WW: Our current census is about 22,000. The attrition rate is 10% a year because the average age is 78.5 years, but we grow by about 2% above that. Persons aged 55 and over are now moving into the senior system.

WCR: So you can be 55 now and come to a senior center?

WW: We had so much pressure from the offspring of the seniors that we let them come if they are 55 years old or older. Students from the University of Texas Southwestern Medical Center now rotate in our senior clinics. We also have a formal rotation from the Methodist Hospital family practice program, and we have a formal rotation from the family practice residency at Baylor Garland. I run a mentored fellowship in aging/gerontology for the Baylor graduate school at Waco. They assign a student to me for 3 months, and I give him or her a project for 3-hour credit. We’re also a teaching site for the University of Texas at Arlington for graduate nurse practitioners in geriatrics. Texas Tech uses our clinics as teaching sites for doctors of pharmacy. Thus, we do a lot of teaching. We also do research. We’ve got 3 articles coming out this year. We’re presenting 8 abstracts to the American Geriatric Society meeting next month in Washington, DC. One of these abstracts has won a presidential award.

WCR: How many Baylor senior clinics are operating now?

WW: We consolidated the Bedford, Hurst, and Grand Prairie clinics into a single one in Irving. We are in Richardson, Mesquite, Garland, Hillside, Pleasant Grove, Fair Park, Irving, and Brookhaven.

WCR: What’s the average number of patients seen at each of these clinics each day?

WW: The average doctor sees about 15 patients a day. WCR: How many physicians are at each of these clinics?

WW: Usually 2 doctors and a nurse practitioner. In addition,there’s a pharmacist, dietitian, social worker, nurse, other support personnel, and x-ray facilities. We have mammography, and densitometer vans come by every 2 weeks. At one time we had glaucoma vans come by to check vision. The whole idea is to take the mountain to Mohammed by delivering care in the community setting.

WCR: Are all the physicians at these clinics on salary from BUMC?

WW: Yes. They are salaried via a production model such that there is a basic draw with incentives built in. There’s an expectation that they see a minimum number of patients daily. They get benefits like other BUMC employees, with paid time off and matched retirement. The physicians are employees of the HealthTexas Provider Network. We now have 7 really fine board- certified, fellowship-trained geriatricians in our geriatric center. One oversees long-term care, another the academics and teaching, another of the geriatric center’s assessment program, etc. I am very proud of what we’ve been able to build in the geriatric section. We had nothing 10 years ago, and now we’ve got national recognition from both the U.S. News & World Report and the American Geriatric Society. We have the largest group of geriatric patients in the USA. Medicare uses some of our patient data.

WCR: Is Medicare taking care of all the expenses in these senior clinics?
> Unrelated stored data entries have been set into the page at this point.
use std::time::Instant;

use once_cell::sync::Lazy;
use regex::Regex;

use crate::count::parse_compact_count;
use crate::{ChainBudgets, PageSurface};

/// Ordered stats strategies. Later tiers only fill fields the earlier
/// ones left absent.
pub const STATS_CHAIN: [StatsStrategy; 2] =
    [StatsStrategy::HeaderItems, StatsStrategy::DescriptionMeta];

#[derive(Debug, Clone, Copy, PartialEq, Eq)]
pub enum StatsStrategy {
    /// Labeled stat items rendered near the page header.
    HeaderItems,
    /// Counts quoted in the social-preview description.
    DescriptionMeta,
}

#[derive(Debug, Clone, Copy, PartialEq, Eq)]
pub enum StatField {
    Followers,
    Following,
    Posts,
}

pub const STAT_FIELDS: [StatField; 3] =
    [StatField::Followers, StatField::Following, StatField::Posts];

impl StatField {
    /// Label fragment that identifies the field in page text. The
    /// fragments are mutually exclusive across labels.
    pub fn keyword(&self) -> &'static str {
        match self {
            StatField::Followers => "follower",
            StatField::Following => "following",
            StatField::Posts => "post",
        }
    }
}

/// Resolved profile counts. An absent field means every strategy
/// missed it; the fields never block each other.
#[derive(Debug, Default, Clone, Copy, PartialEq, Eq)]
pub struct StatCounts {
    pub followers: Option<u64>,
    pub following: Option<u64>,
    pub posts: Option<u64>,
}

impl StatCounts {
    pub fn get(&self, field: StatField) -> Option<u64> {
        match field {
            StatField::Followers => self.followers,
            StatField::Following => self.following,
            StatField::Posts => self.posts,
        }
    }

    pub fn is_complete(&self) -> bool {
        STAT_FIELDS.iter().all(|field| self.get(*field).is_some())
    }

    pub fn is_empty(&self) -> bool {
        STAT_FIELDS.iter().all(|field| self.get(*field).is_none())
    }

    fn fill_absent(&mut self, field: StatField, value: u64) {
        let slot = match field {
            StatField::Followers => &mut self.followers,
            StatField::Following => &mut self.following,
            StatField::Posts => &mut self.posts,
        };
        if slot.is_none() {
            *slot = Some(value);
        }
    }
}

const STAT_ITEM_SELECTORS: [&str; 3] = [
    "header section li",
    "header section button",
    "header section a",
];

const DESCRIPTION_SELECTORS: [(&str, &str); 2] = [
    ("meta[name='description']", "content"),
    ("meta[property='og:description']", "content"),
];

/// First count token in a stat item. The boundary after the suffix
/// keeps `105 banana` from reading as 105 billion.
static COUNT_TOKEN_RE: Lazy<Regex> =
    Lazy::new(|| Regex::new(r"(?i)(\d[\d.,]*)\s*([kmb]\b)?").unwrap());

static FOLLOWERS_RE: Lazy<Regex> = Lazy::new(|| description_regex("followers?"));
static FOLLOWING_RE: Lazy<Regex> = Lazy::new(|| description_regex("following"));
static POSTS_RE: Lazy<Regex> = Lazy::new(|| description_regex("posts?"));

fn description_regex(label: &str) -> Regex {
    Regex::new(&format!(r"(?i)(\d[\d.,]*\s*[kmb]?)\s+{label}")).unwrap()
}

fn description_regex_for(field: StatField) -> &'static Regex {
    match field {
        StatField::Followers => &FOLLOWERS_RE,
        StatField::Following => &FOLLOWING_RE,
        StatField::Posts => &POSTS_RE,
    }
}

/// Classify one labeled stat item, e.g. `1,234 followers`.
pub fn classify_stat_line(line: &str) -> Option<(StatField, u64)> {
    let lower = line.to_ascii_lowercase();
    let field = STAT_FIELDS
        .iter()
        .copied()
        .find(|field| lower.contains(field.keyword()))?;
    let caps = COUNT_TOKEN_RE.captures(&lower)?;
    let token = match caps.get(2) {
        Some(suffix) => format!("{}{}", &caps[1], suffix.as_str()),
        None => caps[1].to_string(),
    };
    parse_compact_count(&token)
        .found()
        .map(|count| (field, count))
}

/// Run the stats chain. Each field resolves independently and keeps
/// the first value any strategy produced for it.
pub async fn resolve_stats(surface: &dyn PageSurface, budgets: &ChainBudgets) -> StatCounts {
    let mut counts = StatCounts::default();
    for strategy in STATS_CHAIN {
        match strategy {
            StatsStrategy::HeaderItems => header_items(surface, budgets, &mut counts).await,
            StatsStrategy::DescriptionMeta => description_meta(surface, &mut counts).await,
        }
        if counts.is_complete() {
            break;
        }
        log::debug!("stats after {strategy:?}: {counts:?}");
    }
    counts
}

/// Stat items render late on slow pages, so this tier re-probes until
/// it has all three fields or its budget runs out.
async fn header_items(surface: &dyn PageSurface, budgets: &ChainBudgets, counts: &mut StatCounts) {
    let deadline = Instant::now() + budgets.stats;
    loop {
        for selector in STAT_ITEM_SELECTORS {
            let lines = match surface.text_all(selector).await {
                Ok(lines) => lines,
                Err(err) => {
                    log::debug!("stats selector {selector} failed: {err}");
                    continue;
                }
            };
            for line in lines {
                if let Some((field, count)) = classify_stat_line(&line) {
                    counts.fill_absent(field, count);
                }
            }
        }
        if counts.is_complete() || Instant::now() >= deadline {
            return;
        }
        tokio::time::sleep(budgets.step).await;
    }
}

async fn description_meta(surface: &dyn PageSurface, counts: &mut StatCounts) {
    for (selector, attr) in DESCRIPTION_SELECTORS {
        let content = match surface.attr_first(selector, attr).await {
            Ok(Some(content)) => content,
            Ok(None) => continue,
            Err(err) => {
                log::debug!("stats selector {selector} failed: {err}");
                continue;
            }
        };
        for field in STAT_FIELDS {
            if counts.get(field).is_some() {
                continue;
            }
            if let Some(caps) = description_regex_for(field).captures(&content) {
                let token: String = caps[1].chars().filter(|c| !c.is_whitespace()).collect();
                if let Some(count) = parse_compact_count(&token).found() {
                    counts.fill_absent(field, count);
                }
            }
        }
        if counts.is_complete() {
            return;
        }
    }
}

#[cfg(test)]
mod tests {
    use rstest::rstest;

    use crate::testing::MockSurface;

    use super::*;

    #[rstest]
    #[case("1,234 followers", StatField::Followers, 1_234)]
    #[case("128 following", StatField::Following, 128)]
    #[case("6 posts", StatField::Posts, 6)]
    #[case("1 post", StatField::Posts, 1)]
    #[case("1.2m Followers", StatField::Followers, 1_200_000)]
    #[case("Followers: 42", StatField::Followers, 42)]
    fn classifies_stat_lines(
        #[case] line: &str,
        #[case] field: StatField,
        #[case] count: u64,
    ) {
        assert_eq!(classify_stat_line(line), Some((field, count)));
    }

    #[rstest]
    #[case("followers")]
    #[case("105 likes")]
    #[case("")]
    fn rejects_unusable_lines(#[case] line: &str) {
        assert_eq!(classify_stat_line(line), None);
    }

    #[test_log::test(tokio::test)]
    async fn header_items_resolve_all_fields() {
        let surface = MockSurface::default()
            .with_text("header section li", "105 followers")
            .with_text("header section li", "128 following")
            .with_text("header section li", "6 posts");
        let counts = resolve_stats(&surface, &ChainBudgets::none()).await;
        assert_eq!(
            counts,
            StatCounts {
                followers: Some(105),
                following: Some(128),
                posts: Some(6),
            }
        );
        assert!(counts.is_complete());
    }

    #[test_log::test(tokio::test)]
    async fn description_fills_only_absent_fields() {
        let surface = MockSurface::default()
            .with_text("header section li", "105 followers")
            .with_attr(
                "meta[name='description']",
                "content",
                "9.9k Followers, 128 Following, 6 Posts - photos and videos",
            );
        let counts = resolve_stats(&surface, &ChainBudgets::none()).await;
        assert_eq!(
            counts,
            StatCounts {
                followers: Some(105),
                following: Some(128),
                posts: Some(6),
            }
        );
    }

    #[tokio::test]
    async fn missing_fields_stay_absent() {
        let surface = MockSurface::default().with_attr(
            "meta[property='og:description']",
            "content",
            "1.2m Followers - come see",
        );
        let counts = resolve_stats(&surface, &ChainBudgets::none()).await;
        assert_eq!(counts.followers, Some(1_200_000));
        assert_eq!(counts.following, None);
        assert_eq!(counts.posts, None);
        assert!(!counts.is_complete());
        assert!(!counts.is_empty());
    }

    #[tokio::test]
    async fn empty_page_resolves_nothing() {
        let counts = resolve_stats(&MockSurface::default(), &ChainBudgets::none()).await;
        assert!(counts.is_empty());
    }
}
WW: It worked well when we were cost-based. More recently, we’ve gone into ambulatory patient group payments, which was a major hit to us because previously the salaries of ancillary people who contributed to the prevention and wellness programs were reimbursed at cost report time by the federal government. Medicare now pays a certain fee for that service, and payments are far less. It became a financial constraint. Additionally, Medicare, while saying it wants better care for the elderly, reduced pay for primary care physicians by 5.4%. While Medicare wants more care, more prevention, more wellness, and more exposure of care for the elders, at the same time it is removing more and more of the reimbursements for these activities. The net effect is we’re going to wind up with nobody seeing seniors. Somebody has to see the seniors. They’re going to come into the emergency room if there is not a clinic for them. We are now still having to work under tremendous constraints.

WCR: What do you envision will happen regarding compensation by the federal government for Medicare-aged people?

WW: What’s happening now is terribly distressing. A big surprise for offspring of senior family members who go to a nursing home is learning that Medicare pays nothing for nursing home care. A senior in a nursing home is allowed to keep a certain income, a home, certain cash value in life insurance policies, and an inexpensive car. All other savings must be spent in paying the nursing home bills. When all those resources are exhausted, the patient can apply for Medicaid. A Medicaid bed, however, is underfunded by about $15 a day at most nursing homes. Therefore, many nursing homes refuse to take Medicaid-funded patients. Thus, we must keep the elderly out of nursing homes for as long as possible. This problem is a major societal issue. On top of this underfunding, the number of seniors is growing enormously. A catastrophe will occur at some point. We’re postured to take care of these elderly people, but we’ve got to have reasonable reimbursement to do it. We actually save the government money by what we do. They turn around and take that money away in order to save them money. It’s crazy. It’s kind of a classic governmental approach to things.

WCR: What is your day like now, Wilson?

WW: I have a meeting almost every morning at 7:00. I inspect facilities, put out fires, have strategy sessions, see some consults, teach, and lecture a lot. I speak all over the country. Last year I spoke at the Johns Hopkins review course on geriatrics, and soon I will speak at Rush-Presbyterian Hospital in Chicago and at the University of Chicago.

WCR: Are you getting competition in the senior clinics from the other hospital systems now?

WW: None. They’ve tried to create models, but their models were flawed and unsuccessful.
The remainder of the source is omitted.